The BBN Byblos Pashto OCR system

  • Authors:
  • Michael Decerbo;Ehry MacRostie;Premkumar Natarajan

  • Affiliations:
  • BBN Technologies, Cambridge, MA;BBN Technologies, Cambridge, MA;BBN Technologies, Cambridge, MA

  • Venue:
  • Proceedings of the 1st ACM workshop on Hardcopy document processing
  • Year:
  • 2004

Quantified Score

Hi-index 0.00

Visualization

Abstract

The BBN Byblos OCR system implements a script-independent methodology for OCR using Hidden Markov Models (HMMs). We have successfully tested the system with Arabic, English, and Chinese documents. In this paper, we describe our recent effort in training the system to perform recognition of documents in Pashto, one of the national languages of Afghanistan. We discuss the availability and characteristics of suitable experimental data and the methods we used to assemble Pashto training and test corpora. We modeled each form of each Pashto character with an HMM and tested the models on several varieties of document images.

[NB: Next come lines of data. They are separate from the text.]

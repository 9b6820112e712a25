//! Live broadcast coordinator.
//!
//! Tracks which viewer sessions watch which (room, poll) channel and fans
//! events out to them. Each session owns one bounded queue, so events reach
//! a given viewer in publish order. A viewer whose queue is full misses the
//! event; nothing waits on a slow viewer.

use std::collections::HashMap;

use async_trait::async_trait;
use pollhub_common::AppResult;
use pollhub_db::entities::room_poll::RoomPollStatus;
use tokio::sync::{RwLock, mpsc};
use tracing::{debug, info, warn};

use super::event_publisher::{ChannelKey, PollEventPublisher, PollRoomEvent};
use crate::tally::Tally;

/// Identifies one viewer connection.
pub type SessionId = String;

#[derive(Default)]
struct Channels {
    viewers: HashMap<ChannelKey, HashMap<SessionId, mpsc::Sender<PollRoomEvent>>>,
    sessions: HashMap<SessionId, ChannelKey>,
}

impl Channels {
    fn remove_session(&mut self, session_id: &str) -> Option<ChannelKey> {
        let key = self.sessions.remove(session_id)?;
        if let Some(viewers) = self.viewers.get_mut(&key) {
            viewers.remove(session_id);
            if viewers.is_empty() {
                self.viewers.remove(&key);
            }
        }
        Some(key)
    }
}

/// Fan-out of poll room events to connected viewers.
pub struct BroadcastCoordinator {
    channels: RwLock<Channels>,
    buffer: usize,
}

impl BroadcastCoordinator {
    /// Create a coordinator giving each viewer a queue of `buffer` events.
    #[must_use]
    pub fn new(buffer: usize) -> Self {
        Self {
            channels: RwLock::new(Channels::default()),
            buffer: buffer.max(1),
        }
    }

    /// Subscribe a session to a channel.
    ///
    /// A session watches at most one channel; joining another moves it.
    /// Viewers already in the channel are told who joined.
    pub async fn join(
        &self,
        key: ChannelKey,
        session_id: &str,
        user_id: &str,
        user_name: &str,
    ) -> mpsc::Receiver<PollRoomEvent> {
        let (tx, rx) = mpsc::channel(self.buffer);
        let mut channels = self.channels.write().await;

        if let Some(previous) = channels.remove_session(session_id) {
            debug!(session_id, channel = %previous, "Viewer moved to another channel");
        }

        let joined = PollRoomEvent::ViewerJoined {
            poll_id: key.poll_id.clone(),
            user_id: user_id.to_string(),
            user_name: user_name.to_string(),
        };
        if let Some(viewers) = channels.viewers.get(&key) {
            for sender in viewers.values() {
                let _ = sender.try_send(joined.clone());
            }
        }

        channels
            .viewers
            .entry(key.clone())
            .or_default()
            .insert(session_id.to_string(), tx);
        channels.sessions.insert(session_id.to_string(), key.clone());

        info!(session_id, user_id, channel = %key, "Viewer joined");
        rx
    }

    /// Unsubscribe a session. Returns the channel it left, if any.
    pub async fn leave(&self, session_id: &str) -> Option<ChannelKey> {
        let key = self.channels.write().await.remove_session(session_id);
        if let Some(ref key) = key {
            info!(session_id, channel = %key, "Viewer left");
        }
        key
    }

    /// The channel a session currently watches.
    pub async fn channel_of(&self, session_id: &str) -> Option<ChannelKey> {
        self.channels.read().await.sessions.get(session_id).cloned()
    }

    /// Deliver an event to every viewer of a channel.
    ///
    /// Returns the number of viewers the event was queued for.
    pub async fn publish(&self, key: &ChannelKey, event: PollRoomEvent) -> usize {
        let mut delivered = 0;
        let mut closed = Vec::new();

        {
            let channels = self.channels.read().await;
            let Some(viewers) = channels.viewers.get(key) else {
                return 0;
            };

            for (session_id, sender) in viewers {
                match sender.try_send(event.clone()) {
                    Ok(()) => delivered += 1,
                    Err(mpsc::error::TrySendError::Full(_)) => {
                        warn!(session_id, channel = %key, "Viewer queue full, dropping event");
                    }
                    Err(mpsc::error::TrySendError::Closed(_)) => {
                        closed.push(session_id.clone());
                    }
                }
            }
        }

        if !closed.is_empty() {
            let mut channels = self.channels.write().await;
            for session_id in &closed {
                // The session may have rejoined with a fresh queue meanwhile
                let stale = channels
                    .viewers
                    .get(key)
                    .and_then(|viewers| viewers.get(session_id))
                    .is_some_and(mpsc::Sender::is_closed);
                if stale {
                    channels.remove_session(session_id);
                    debug!(session_id, channel = %key, "Pruned disconnected viewer");
                }
            }
        }

        delivered
    }

    /// Number of viewers watching a channel.
    pub async fn viewer_count(&self, key: &ChannelKey) -> usize {
        self.channels
            .read()
            .await
            .viewers
            .get(key)
            .map_or(0, HashMap::len)
    }
}

#[async_trait]
impl PollEventPublisher for BroadcastCoordinator {
    async fn publish_tally_updated(&self, key: &ChannelKey, tally: Tally) -> AppResult<()> {
        let delivered = self
            .publish(
                key,
                PollRoomEvent::TallyUpdated {
                    poll_id: key.poll_id.clone(),
                    tally,
                },
            )
            .await;
        debug!(channel = %key, delivered, total_votes = tally.total_votes, "Published tally");
        Ok(())
    }

    async fn publish_status_changed(
        &self,
        key: &ChannelKey,
        status: RoomPollStatus,
        message: Option<&str>,
    ) -> AppResult<()> {
        let delivered = self
            .publish(
                key,
                PollRoomEvent::StatusChanged {
                    poll_id: key.poll_id.clone(),
                    status,
                    message: message.map(ToString::to_string),
                },
            )
            .await;
        debug!(channel = %key, delivered, %status, "Published status change");
        Ok(())
    }
}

On a fair test set consisting of synthetic images alone we measured a character error rate of 1.6%. The character error rate on a fair test set consisting of scanned pages was 2.1%, and the character error rate on a fair test set of faxed pages was 3.1%. On other types of document images, character error rates increased in rough proportion to the level of degradation of the image.